### What is expected
Pick out each line below containing "setup".

>>

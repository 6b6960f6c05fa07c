//! Integration tests for complete store workflows.

use std::collections::HashMap;

use proptest::prelude::*;
use txkv::{Command, Database, Error, Reply, Store};

/// Test complete CRUD workflow.
#[test]
fn integration_crud_workflow() {
    let db = Database::new();

    // Create
    db.set("user:1", "Alice");
    db.set("user:2", "Bob");
    db.set("user:3", "Charlie");

    // Read
    assert_eq!(db.get("user:1").as_deref(), Some("Alice"));
    assert_eq!(db.get("user:2").as_deref(), Some("Bob"));

    // Update
    db.set("user:2", "Bobby");
    assert_eq!(db.get("user:2").as_deref(), Some("Bobby"));
    assert_eq!(db.count("Bob"), None);

    // Delete
    assert_eq!(db.delete("user:3"), Ok("Charlie".to_string()));
    assert_eq!(db.get("user:3"), None);
    assert_eq!(db.delete("user:3"), Err(Error::NoSuchItem));

    assert_eq!(db.len(), 2);
}

/// Setting the same pair repeatedly counts the key once.
#[test]
fn integration_repeated_set_counts_once() {
    let db = Database::new();
    db.set("123", "456");
    assert_eq!(db.count("456"), Some(1));

    db.set("123", "456");
    assert_eq!(db.count("456"), Some(1));
}

/// Overwriting moves the key to the new value's count.
#[test]
fn integration_overwrite_clears_old_count() {
    let db = Database::new();
    db.set("123", "456");
    db.set("123", "zxc");

    assert_eq!(db.execute(Command::count("456")), Err(Error::NoSuchItem));
    assert_eq!(db.get("123").as_deref(), Some("zxc"));
}

/// Committed delete is visible in the base view.
#[test]
fn integration_commit_delete() {
    let db = Database::new();
    db.set("123", "456");
    db.set("abc", "zxc");
    db.begin();
    db.delete("123").unwrap();
    db.commit().unwrap();

    assert_eq!(db.execute(Command::get("123")), Err(Error::NoSuchItem));
    assert_eq!(db.get("abc").as_deref(), Some("zxc"));
}

/// Rolled back delete restores the key.
#[test]
fn integration_rollback_delete() {
    let db = Database::new();
    db.set("123", "456");
    db.set("abc", "zxc");
    db.begin();
    db.delete("123").unwrap();
    db.rollback().unwrap();

    assert_eq!(db.get("123").as_deref(), Some("456"));
    assert_eq!(db.get("abc").as_deref(), Some("zxc"));
}

/// Outer rollback discards an inner commit.
#[test]
fn integration_nested_commit_then_rollback() {
    let db = Database::new();
    db.set("123", "456");
    db.begin();
    db.begin();
    db.set("123", "777");
    db.commit().unwrap();
    db.rollback().unwrap();

    assert_eq!(db.get("123").as_deref(), Some("456"));
    assert_eq!(db.count("777"), None);
    assert_eq!(db.depth(), 0);
}

/// Nested commits cascade one level per call.
#[test]
fn integration_nested_commit_cascade() {
    let db = Database::new();
    db.set("k", "0");

    db.begin();
    db.set("k", "1");
    db.begin();
    db.set("k", "2");
    db.begin();
    db.set("k", "3");

    db.commit().unwrap();
    assert_eq!(db.get("k").as_deref(), Some("3"));
    assert_eq!(db.depth(), 2);

    db.rollback().unwrap();
    assert_eq!(db.get("k").as_deref(), Some("1"));

    db.commit().unwrap();
    assert_eq!(db.get("k").as_deref(), Some("1"));
    assert_eq!(db.count("1"), Some(1));
    assert_eq!(db.count("0"), None);
}

/// Changes inside a transaction are invisible to ancestors until commit.
#[test]
fn integration_transaction_isolation() {
    let mut store = Store::new();
    store.set("a", "x");

    store.begin();
    store.set("b", "x");
    store.begin();
    store.set("c", "x");
    assert_eq!(store.count("x"), Some(3));

    store.rollback().unwrap();
    assert_eq!(store.count("x"), Some(2));
    assert!(!store.contains_key("c"));

    store.rollback().unwrap();
    assert_eq!(store.count("x"), Some(1));
    assert!(!store.contains_key("b"));
}

/// Commit and rollback with nothing open fail without side effects.
#[test]
fn integration_empty_transaction_errors() {
    let db = Database::new();
    db.set("k", "v");

    assert_eq!(db.execute(Command::Commit), Err(Error::TransactionIsEmpty));
    assert_eq!(db.execute(Command::Rollback), Err(Error::TransactionIsEmpty));
    assert_eq!(db.get("k").as_deref(), Some("v"));
    assert_eq!(db.count("v"), Some(1));
    assert_eq!(db.depth(), 0);
}

/// Drive a whole session through the command surface.
#[test]
fn integration_command_session() {
    let db = Database::new();
    let session = vec![
        (Command::set("a", "1"), Ok(Reply::Unit)),
        (Command::set("b", "1"), Ok(Reply::Unit)),
        (Command::count("1"), Ok(Reply::Count(2))),
        (Command::Begin, Ok(Reply::Unit)),
        (Command::delete("a"), Ok(Reply::Value("1".into()))),
        (Command::get("a"), Err(Error::NoSuchItem)),
        (Command::count("1"), Ok(Reply::Count(1))),
        (Command::Rollback, Ok(Reply::Unit)),
        (Command::get("a"), Ok(Reply::Value("1".into()))),
        (Command::Commit, Err(Error::TransactionIsEmpty)),
    ];

    for (command, expected) in session {
        let label = command.to_string();
        assert_eq!(db.execute(command), expected, "{}", label);
    }
}

#[derive(Debug, Clone)]
enum Op {
    Set(u8, u8),
    Delete(u8),
    Begin,
    Commit,
    Rollback,
}

fn op_strategy() -> impl Strategy<Value = Op> {
    prop_oneof![
        4 => (0u8..8, 0u8..4).prop_map(|(k, v)| Op::Set(k, v)),
        2 => (0u8..8).prop_map(Op::Delete),
        1 => Just(Op::Begin),
        1 => Just(Op::Commit),
        1 => Just(Op::Rollback),
    ]
}

fn apply(store: &mut Store, op: &Op) {
    match op {
        Op::Set(k, v) => store.set(k.to_string(), v.to_string()),
        Op::Delete(k) => {
            let _ = store.delete(&k.to_string());
        }
        Op::Begin => store.begin(),
        Op::Commit => {
            let _ = store.commit();
        }
        Op::Rollback => {
            let _ = store.rollback();
        }
    }
}

fn assert_counts_match(store: &Store) {
    let mut expected: HashMap<&str, usize> = HashMap::new();
    for (_, value) in store.view().iter() {
        *expected.entry(value).or_default() += 1;
    }

    for v in 0u8..4 {
        let v = v.to_string();
        assert_eq!(store.count(&v), expected.get(v.as_str()).copied());
    }
    assert_eq!(store.view().distinct_values(), expected.len());
}

proptest! {
    #[test]
    fn prop_count_matches_storage(ops in proptest::collection::vec(op_strategy(), 0..64)) {
        let mut store = Store::new();
        for op in &ops {
            apply(&mut store, op);
            assert_counts_match(&store);
        }
    }

    #[test]
    fn prop_rollback_restores_view(
        setup in proptest::collection::vec(op_strategy(), 0..32),
        inner in proptest::collection::vec(op_strategy(), 0..32),
    ) {
        let mut store = Store::new();
        for op in &setup {
            apply(&mut store, op);
        }

        let before = store.view().clone();
        let depth = store.depth();

        store.begin();
        for op in &inner {
            // Never end the frame under test or any frame below it.
            let ends_frame = matches!(op, Op::Commit | Op::Rollback);
            if ends_frame && store.depth() == depth + 1 {
                continue;
            }
            apply(&mut store, op);
        }
        while store.depth() > depth {
            store.rollback().unwrap();
        }

        prop_assert_eq!(store.view(), &before);
    }
}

<<

### Written answer
        setup in proptest::collection::vec(op_strategy(), 0..32),
        for op in &setup {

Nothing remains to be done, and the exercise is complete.